Source data:
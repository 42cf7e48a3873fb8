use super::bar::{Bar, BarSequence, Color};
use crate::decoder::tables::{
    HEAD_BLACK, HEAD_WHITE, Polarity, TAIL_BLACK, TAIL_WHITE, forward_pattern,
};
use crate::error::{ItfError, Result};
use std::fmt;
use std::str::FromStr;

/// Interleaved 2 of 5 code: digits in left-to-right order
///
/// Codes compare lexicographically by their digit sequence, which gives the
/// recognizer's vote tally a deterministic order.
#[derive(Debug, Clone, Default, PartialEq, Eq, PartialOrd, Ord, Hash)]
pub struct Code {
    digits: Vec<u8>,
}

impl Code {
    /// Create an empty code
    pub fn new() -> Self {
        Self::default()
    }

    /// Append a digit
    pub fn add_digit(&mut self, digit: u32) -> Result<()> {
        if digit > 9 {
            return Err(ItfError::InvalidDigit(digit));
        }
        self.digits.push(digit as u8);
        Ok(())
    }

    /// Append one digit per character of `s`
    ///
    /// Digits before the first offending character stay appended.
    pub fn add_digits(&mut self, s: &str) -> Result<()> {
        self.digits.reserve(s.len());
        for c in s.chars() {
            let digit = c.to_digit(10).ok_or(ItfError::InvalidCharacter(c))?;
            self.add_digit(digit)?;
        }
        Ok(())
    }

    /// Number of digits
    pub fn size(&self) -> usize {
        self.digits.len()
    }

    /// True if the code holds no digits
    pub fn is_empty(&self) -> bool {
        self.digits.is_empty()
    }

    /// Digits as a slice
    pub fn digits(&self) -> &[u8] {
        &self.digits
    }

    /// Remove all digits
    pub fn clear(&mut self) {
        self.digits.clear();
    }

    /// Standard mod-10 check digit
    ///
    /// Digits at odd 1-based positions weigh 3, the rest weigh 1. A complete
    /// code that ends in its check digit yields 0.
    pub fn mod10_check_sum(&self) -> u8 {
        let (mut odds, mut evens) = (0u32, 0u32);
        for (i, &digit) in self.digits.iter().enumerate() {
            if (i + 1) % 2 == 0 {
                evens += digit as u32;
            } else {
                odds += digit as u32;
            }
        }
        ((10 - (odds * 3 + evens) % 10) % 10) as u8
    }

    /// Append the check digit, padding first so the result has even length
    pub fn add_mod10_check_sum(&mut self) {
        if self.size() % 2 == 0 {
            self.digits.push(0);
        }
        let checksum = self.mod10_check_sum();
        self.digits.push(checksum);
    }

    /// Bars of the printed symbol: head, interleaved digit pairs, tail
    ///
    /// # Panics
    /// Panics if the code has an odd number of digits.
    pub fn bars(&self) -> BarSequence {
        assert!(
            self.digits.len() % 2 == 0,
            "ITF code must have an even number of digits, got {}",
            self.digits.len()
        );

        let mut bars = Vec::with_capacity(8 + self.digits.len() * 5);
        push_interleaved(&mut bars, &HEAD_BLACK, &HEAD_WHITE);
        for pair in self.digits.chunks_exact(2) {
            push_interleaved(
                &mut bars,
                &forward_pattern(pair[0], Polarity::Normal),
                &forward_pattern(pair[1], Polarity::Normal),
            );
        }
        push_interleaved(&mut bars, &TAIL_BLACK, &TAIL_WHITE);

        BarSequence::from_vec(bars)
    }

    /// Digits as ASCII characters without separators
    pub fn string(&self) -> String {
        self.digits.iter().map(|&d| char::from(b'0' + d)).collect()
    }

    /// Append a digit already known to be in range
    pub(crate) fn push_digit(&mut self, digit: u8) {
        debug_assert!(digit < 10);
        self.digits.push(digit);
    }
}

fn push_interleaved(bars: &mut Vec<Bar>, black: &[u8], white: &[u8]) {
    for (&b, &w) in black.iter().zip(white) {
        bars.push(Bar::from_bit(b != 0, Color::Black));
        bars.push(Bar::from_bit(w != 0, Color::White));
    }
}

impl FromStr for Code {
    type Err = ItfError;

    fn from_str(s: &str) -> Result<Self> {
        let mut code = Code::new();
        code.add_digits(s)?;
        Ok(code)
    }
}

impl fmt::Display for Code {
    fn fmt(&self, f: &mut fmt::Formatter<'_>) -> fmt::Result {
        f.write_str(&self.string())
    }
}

...

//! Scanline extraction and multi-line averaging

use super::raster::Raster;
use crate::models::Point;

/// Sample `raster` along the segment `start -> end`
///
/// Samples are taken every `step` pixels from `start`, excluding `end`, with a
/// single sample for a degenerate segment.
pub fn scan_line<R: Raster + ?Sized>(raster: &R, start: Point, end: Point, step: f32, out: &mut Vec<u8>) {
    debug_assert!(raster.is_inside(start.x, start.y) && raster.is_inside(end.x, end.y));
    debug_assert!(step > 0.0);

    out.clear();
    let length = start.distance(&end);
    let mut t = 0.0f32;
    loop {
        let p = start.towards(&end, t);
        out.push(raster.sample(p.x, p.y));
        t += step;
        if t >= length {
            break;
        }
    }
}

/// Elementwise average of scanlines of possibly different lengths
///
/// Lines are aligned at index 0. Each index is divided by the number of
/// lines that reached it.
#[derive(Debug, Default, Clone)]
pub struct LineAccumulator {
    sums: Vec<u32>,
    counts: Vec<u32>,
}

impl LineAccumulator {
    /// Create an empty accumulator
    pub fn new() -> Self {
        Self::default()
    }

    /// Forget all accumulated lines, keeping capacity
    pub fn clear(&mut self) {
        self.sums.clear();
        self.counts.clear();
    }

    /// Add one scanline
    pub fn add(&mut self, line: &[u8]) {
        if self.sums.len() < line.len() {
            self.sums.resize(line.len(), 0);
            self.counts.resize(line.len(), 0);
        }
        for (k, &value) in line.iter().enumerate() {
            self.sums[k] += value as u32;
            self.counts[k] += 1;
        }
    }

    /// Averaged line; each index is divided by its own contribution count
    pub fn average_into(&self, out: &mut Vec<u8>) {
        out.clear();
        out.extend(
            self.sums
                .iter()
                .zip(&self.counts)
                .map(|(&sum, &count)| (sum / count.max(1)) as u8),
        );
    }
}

WHAT IS BEING ASKED:
Every line in the data that holds the string "clear" should be copied.

ANSWER BOX:
    pub fn clear(&mut self) {
        self.digits.clear();
    out.clear();
    pub fn clear(&mut self) {
        self.sums.clear();
        self.counts.clear();
        out.clear();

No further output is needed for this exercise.